START Records for the task
//! Bridge between the presentation shell and the message-saver crates.
//! This must remain the only shell-facing boundary for wallet and contract
//! operations.

use std::sync::Arc;

use alloy::primitives::Address;
use serde_json::Value;

#[cfg(target_arch = "wasm32")]
use message_saver_adapters::BrowserStorage;
#[cfg(not(target_arch = "wasm32"))]
use message_saver_adapters::MemoryStorage;
use message_saver_adapters::{
    AppConfig, Eip1193Adapter, HashConnectFactory, ManualEntryAdapter, MessageAbiAdapter,
    MirrorNodeLedger, RuntimeTimer, SystemClockAdapter,
};
use message_saver_core::{
    AccountRef, ConnectStatus, ContractMessage, Network, PendingConnect, PortError, QueryResult,
    RouterError, SessionError, SessionManager, Subscription, TransactionOutcome,
    TransactionRouter, WalletState,
};

#[cfg(not(target_arch = "wasm32"))]
type Storage = MemoryStorage;
#[cfg(target_arch = "wasm32")]
type Storage = BrowserStorage;

type BridgeSession = SessionManager<
    HashConnectFactory,
    Eip1193Adapter,
    Storage,
    ManualEntryAdapter,
    RuntimeTimer,
    SystemClockAdapter,
>;

type BridgeRouter = TransactionRouter<
    Arc<BridgeSession>,
    Eip1193Adapter,
    MirrorNodeLedger,
    MessageAbiAdapter,
    RuntimeTimer,
>;

type BridgeMessages = message_saver_core::MessageService<Arc<BridgeRouter>>;

#[derive(Clone)]
pub struct MessageSaverBridge {
    config: Arc<AppConfig>,
    session: Arc<BridgeSession>,
    router: Arc<BridgeRouter>,
    messages: Arc<BridgeMessages>,
}

impl MessageSaverBridge {
    /// Wires every runtime adapter selected by `config`. `manual_entry`
    /// decides how the last recovery step asks for an account id.
    pub fn new(config: AppConfig, manual_entry: ManualEntryAdapter) -> Result<Self, PortError> {
        let provider = Eip1193Adapter::with_config(&config);
        let timer = RuntimeTimer;

        #[cfg(not(target_arch = "wasm32"))]
        let (storage, factory) = {
            let storage = MemoryStorage::new();
            let factory = HashConnectFactory::with_config(&config).with_storage(storage.clone());
            (storage, factory)
        };
        #[cfg(target_arch = "wasm32")]
        let (storage, factory) = (BrowserStorage, HashConnectFactory::with_config(&config));

        let session = Arc::new(SessionManager::new(
            factory,
            provider.clone(),
            storage,
            manual_entry,
            timer.clone(),
            SystemClockAdapter,
            config.session_config(),
        ));
        let router = Arc::new(TransactionRouter::new(
            Arc::clone(&session),
            provider,
            MirrorNodeLedger::with_config(&config),
            MessageAbiAdapter::new()?,
            timer,
            config.router_config(),
        ));
        let messages = Arc::new(BridgeMessages::new(Arc::clone(&router)));

        Ok(Self {
            config: Arc::new(config),
            session,
            router,
            messages,
        })
    }

    pub async fn initialize(&self) -> Result<(), SessionError> {
        self.session.initialize().await
    }

    /// Requests pairing on `network` (default: the configured one). A
    /// `Requested` status must be driven with [`Self::await_pairing`]; the
    /// recovery cascade and timeout do not run otherwise. Use
    /// [`Self::connect_and_wait`] to do both.
    pub async fn connect(&self, network: Option<Network>) -> Result<ConnectStatus, SessionError> {
        self.session
            .connect(network.unwrap_or(self.config.network))
            .await
    }

    pub async fn await_pairing(&self, pending: PendingConnect) -> Result<WalletState, SessionError> {
        self.session.await_pairing(pending).await
    }

    pub async fn connect_and_wait(
        &self,
        network: Option<Network>,
    ) -> Result<WalletState, SessionError> {
        self.session
            .connect_and_wait(network.unwrap_or(self.config.network))
            .await
    }

    pub fn connect_manual(&self, account_id: &str) -> Result<WalletState, SessionError> {
        self.session.connect_manual(account_id)
    }

    pub async fn connect_injected(&self) -> Result<WalletState, SessionError> {
        self.session.connect_injected().await
    }

    pub async fn restore_injected(&self) -> Result<bool, SessionError> {
        self.session.restore_injected().await
    }

    pub async fn disconnect(&self) {
        self.session.disconnect().await
    }

    pub fn on_state_change<H>(&self, handler: H) -> Subscription
    where
        H: Fn(&WalletState) + 'static,
    {
        self.session.on_state_change(handler)
    }

    pub fn wallet_state(&self) -> WalletState {
        self.session.wallet_state()
    }

    pub async fn execute(
        &self,
        function_name: &str,
        args: &[Value],
        gas: Option<u64>,
    ) -> Result<TransactionOutcome, RouterError> {
        self.router.execute(function_name, args, gas).await
    }

    pub async fn query(&self, function_name: &str, args: &[Value]) -> Result<QueryResult, RouterError> {
        self.router.query(function_name, args).await
    }

    pub async fn store_message(&self, content: &str) -> TransactionOutcome {
        self.messages.store_message(content).await
    }

    pub async fn message_count(&self) -> u64 {
        self.messages.message_count().await
    }

    pub async fn message(&self, id: u64) -> Option<ContractMessage> {
        self.messages.message(id).await
    }

    pub async fn recent_messages(&self, count: Option<u64>) -> Vec<ContractMessage> {
        self.messages.recent_messages(count).await
    }

    pub async fn user_messages(&self, user: Address) -> Vec<u64> {
        self.messages.user_messages(user).await
    }

    pub async fn user_message_count(&self, user: Address) -> u64 {
        self.messages.user_message_count(user).await
    }

    /// Formatted balance of `account`, else the connected account, else the
    /// configured operator account.
    pub async fn balance(&self, account: Option<AccountRef>) -> Option<String> {
        let account = account
            .or_else(|| self.wallet_state().account_id)
            .or_else(|| self.config.account_id.clone())?;
        Some(self.router.account_balance(&account).await)
    }

    /// Configured operator account with its checksum suffix, if both are set.
    pub fn operator_label(&self) -> Option<String> {
        let account = self.config.account_id.as_ref()?;
        Some(match &self.config.account_checksum {
            Some(checksum) => format!("{}-{checksum}", account.as_str()),
            None => account.as_str().to_owned(),
        })
    }
}
#![allow(dead_code)]

use std::sync::atomic::{AtomicU64, Ordering};
use std::sync::{Arc, Mutex};

use alloy::dyn_abi::DynSolValue;
use alloy::primitives::{Address, Bytes, U256};
use async_trait::async_trait;

use message_saver_adapters::{
    DeterministicWallet, Eip1193Adapter, HashConnectFactory, ManualEntryAdapter, MemoryStorage,
    MessageAbiAdapter, MirrorNodeLedger,
};
use message_saver_core::{
    ClockPort, EntityId, PortError, RouterConfig, SessionConfig, SessionManager, TimerPort,
    TransactionRouter,
};

pub const START_MS: u64 = 1_739_750_400_000;

/// Manually advanced wall clock shared with [`InstantTimer`].
#[derive(Debug, Clone)]
pub struct TestClock {
    now: Arc<AtomicU64>,
}

impl Default for TestClock {
    fn default() -> Self {
        Self {
            now: Arc::new(AtomicU64::new(START_MS)),
        }
    }
}

impl TestClock {
    pub fn advance(&self, ms: u64) {
        self.now.fetch_add(ms, Ordering::SeqCst);
    }

    /// Milliseconds since the harness started.
    pub fn elapsed(&self) -> u64 {
        self.now.load(Ordering::SeqCst) - START_MS
    }
}

impl ClockPort for TestClock {
    fn now_ms(&self) -> Result<u64, PortError> {
        Ok(self.now.load(Ordering::SeqCst))
    }
}

/// Sleeps by advancing the clock, then yields once so futures joined with the
/// sleeper get polled.
#[derive(Debug, Clone, Default)]
pub struct InstantTimer {
    clock: TestClock,
    sleeps: Arc<Mutex<Vec<u64>>>,
}

impl InstantTimer {
    pub fn sleeps(&self) -> Vec<u64> {
        self.sleeps.lock().expect("sleeps lock").clone()
    }
}

#[async_trait(?Send)]
impl TimerPort for InstantTimer {
    async fn sleep_ms(&self, ms: u64) {
        self.sleeps.lock().expect("sleeps lock").push(ms);
        self.clock.advance(ms);
        tokio::task::yield_now().await;
    }
}

/// Yields until the harness clock reaches `elapsed_ms`.
pub async fn until_elapsed(clock: &TestClock, elapsed_ms: u64) {
    while clock.elapsed() < elapsed_ms {
        tokio::task::yield_now().await;
    }
}

pub type TestManager = SessionManager<
    HashConnectFactory,
    Eip1193Adapter,
    MemoryStorage,
    ManualEntryAdapter,
    InstantTimer,
    TestClock,
>;

pub type TestRouter = TransactionRouter<
    Arc<TestManager>,
    Eip1193Adapter,
    MirrorNodeLedger,
    MessageAbiAdapter,
    InstantTimer,
>;

pub struct Harness {
    pub manager: Arc<TestManager>,
    pub wallet: DeterministicWallet,
    pub storage: MemoryStorage,
    pub provider: Eip1193Adapter,
    pub clock: TestClock,
    pub timer: InstantTimer,
}

pub fn session_config() -> SessionConfig {
    SessionConfig::default()
}

pub fn harness() -> Harness {
    harness_with(session_config(), ManualEntryAdapter::Disabled)
}

pub fn harness_with(config: SessionConfig, manual_entry: ManualEntryAdapter) -> Harness {
    let storage = MemoryStorage::new();
    let factory = HashConnectFactory::in_memory().with_storage(storage.clone());
    let wallet = factory.wallet().clone();
    let provider = Eip1193Adapter::deterministic();
    let clock = TestClock::default();
    let timer = InstantTimer {
        clock: clock.clone(),
        sleeps: Arc::default(),
    };
    let manager = Arc::new(SessionManager::new(
        factory,
        provider.clone(),
        storage.clone(),
        manual_entry,
        timer.clone(),
        clock.clone(),
        config,
    ));
    Harness {
        manager,
        wallet,
        storage,
        provider,
        clock,
        timer,
    }
}

pub fn native_contract() -> EntityId {
    EntityId::new(0, 0, 5005)
}

pub fn evm_contract() -> Address {
    "0x00000000000000000000000000000000000013Ad"
        .parse()
        .expect("valid contract address")
}

pub fn router_config() -> RouterConfig {
    RouterConfig {
        contract_id: Some(native_contract()),
        contract_evm_address: Some(evm_contract()),
        ..RouterConfig::default()
    }
}

pub fn router(h: &Harness, config: RouterConfig, ledger: MirrorNodeLedger) -> TestRouter {
    TransactionRouter::new(
        Arc::clone(&h.manager),
        h.provider.clone(),
        ledger,
        MessageAbiAdapter::new().expect("message abi"),
        h.timer.clone(),
        config,
    )
}

pub fn uint(n: u64) -> DynSolValue {
    DynSolValue::Uint(U256::from(n), 256)
}

/// ABI-encoded return data for `outputs`.
pub fn encoded(outputs: Vec<DynSolValue>) -> Bytes {
    Bytes::from(DynSolValue::Tuple(outputs).abi_encode_params())
}

pub fn sender() -> Address {
    "0x2000000000000000000000000000000000000002"
        .parse()
        .expect("valid sender address")
}
use std::sync::Arc;

use alloy::primitives::{Address, Bytes, B256};
use async_trait::async_trait;
use serde_json::Value;
use thiserror::Error;

use crate::domain::{
    AccountRef, AppMetadata, ContractCallRequest, ContractExecuteRequest, ContractFunction,
    EntityId, EvmCall, EvmChainParams, Hbar, InitData, Network, PairingEvent, QueryResult,
    SavedPairing, StorageArea, TransportStatus, WalletTxResponse,
};

#[derive(Debug, Error)]
pub enum PortError {
    #[error("port not implemented: {0}")]
    NotImplemented(&'static str),
    #[error("not found: {0}")]
    NotFound(String),
    #[error("transport error: {0}")]
    Transport(String),
    #[error("validation error: {0}")]
    Validation(String),
    #[error("policy error: {0}")]
    Policy(String),
    #[error("rejected by wallet: {0}")]
    Rejected(String),
}

pub type PairingHandler = Arc<dyn Fn(PairingEvent)>;
pub type StatusHandler = Arc<dyn Fn(TransportStatus)>;

/// Callbacks registered on a transport before its init call.
#[derive(Clone)]
pub struct TransportHandlers {
    pub on_pairing: PairingHandler,
    pub on_status: StatusHandler,
    pub on_additional_accounts: PairingHandler,
}

impl std::fmt::Debug for TransportHandlers {
    fn fmt(&self, f: &mut std::fmt::Formatter<'_>) -> std::fmt::Result {
        f.write_str("TransportHandlers { .. }")
    }
}

/// Builds a fresh pairing transport bound to one network.
pub trait TransportFactoryPort {
    type Transport: TransportPort + 'static;

    fn create(&self, network: Network) -> Result<Self::Transport, PortError>;
}

/// The HashConnect-style pairing bridge.
#[async_trait(?Send)]
pub trait TransportPort {
    fn subscribe(&self, handlers: TransportHandlers) -> Result<(), PortError>;
    async fn init(
        &self,
        metadata: &AppMetadata,
        network: Network,
        single_account: bool,
    ) -> Result<InitData, PortError>;
    /// Fire-and-forget: success is only observable through the pairing event.
    fn connect_local_wallet(&self) -> Result<(), PortError>;
    async fn disconnect(&self, topic: Option<&str>) -> Result<(), PortError>;
    fn status(&self) -> TransportStatus;
    fn topic(&self) -> Option<String>;
    /// Pairing data the transport negotiated but may not have announced.
    fn pairing_data(&self) -> Option<SavedPairing>;
    fn pairing_by_topic(&self, topic: &str) -> Result<Option<SavedPairing>, PortError>;
    async fn request_additional_accounts(
        &self,
        topic: &str,
        network: Network,
    ) -> Result<(), PortError>;
    async fn send_transaction(
        &self,
        topic: Option<&str>,
        account: &AccountRef,
        request: &ContractExecuteRequest,
    ) -> Result<WalletTxResponse, PortError>;
}

/// EIP-1193 injected wallet.
#[async_trait(?Send)]
pub trait EvmProviderPort {
    async fn accounts(&self) -> Result<Vec<Address>, PortError>;
    async fn request_accounts(&self) -> Result<Vec<Address>, PortError>;
    async fn chain_id(&self) -> Result<u64, PortError>;
    async fn add_chain(&self, chain: &EvmChainParams) -> Result<(), PortError>;
    async fn switch_chain(&self, chain_id: u64) -> Result<(), PortError>;
    async fn call(&self, call: &EvmCall) -> Result<Bytes, PortError>;
    async fn send_transaction(&self, call: &EvmCall) -> Result<B256, PortError>;
    async fn transaction_receipt(&self, tx_hash: B256) -> Result<Option<Value>, PortError>;
}

/// Read access to the ledger for the native path.
#[async_trait(?Send)]
pub trait LedgerPort {
    async fn contract_call(&self, request: &ContractCallRequest) -> Result<Bytes, PortError>;
    async fn account_balance(&self, account: &EntityId) -> Result<Hbar, PortError>;
}

pub trait AbiPort {
    fn encode_call(&self, function: ContractFunction, args: &[Value]) -> Result<Bytes, PortError>;
    fn decode_output(
        &self,
        function: ContractFunction,
        data: &[u8],
    ) -> Result<QueryResult, PortError>;
}

/// Client-side persisted key/value storage (local and session areas).
pub trait StoragePort {
    fn keys(&self, area: StorageArea) -> Result<Vec<String>, PortError>;
    fn get(&self, area: StorageArea, key: &str) -> Result<Option<String>, PortError>;
    fn remove(&self, area: StorageArea, key: &str) -> Result<(), PortError>;
    fn clear(&self, area: StorageArea) -> Result<(), PortError>;
}

#[async_trait(?Send)]
pub trait ManualEntryPort {
    async fn request_account_id(&self, prompt: &str) -> Option<String>;
}

#[async_trait(?Send)]
pub trait TimerPort {
    async fn sleep_ms(&self, ms: u64);
}

pub trait ClockPort {
    fn now_ms(&self) -> Result<u64, PortError>;
}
END Records for the task
▶ _Your goal_: Whenever the string "Subscription" shows up on a line of the listing, copy that line.

▶ _Response_:
    RouterError, SessionError, SessionManager, Subscription, TransactionOutcome,
    pub fn on_state_change<H>(&self, handler: H) -> Subscription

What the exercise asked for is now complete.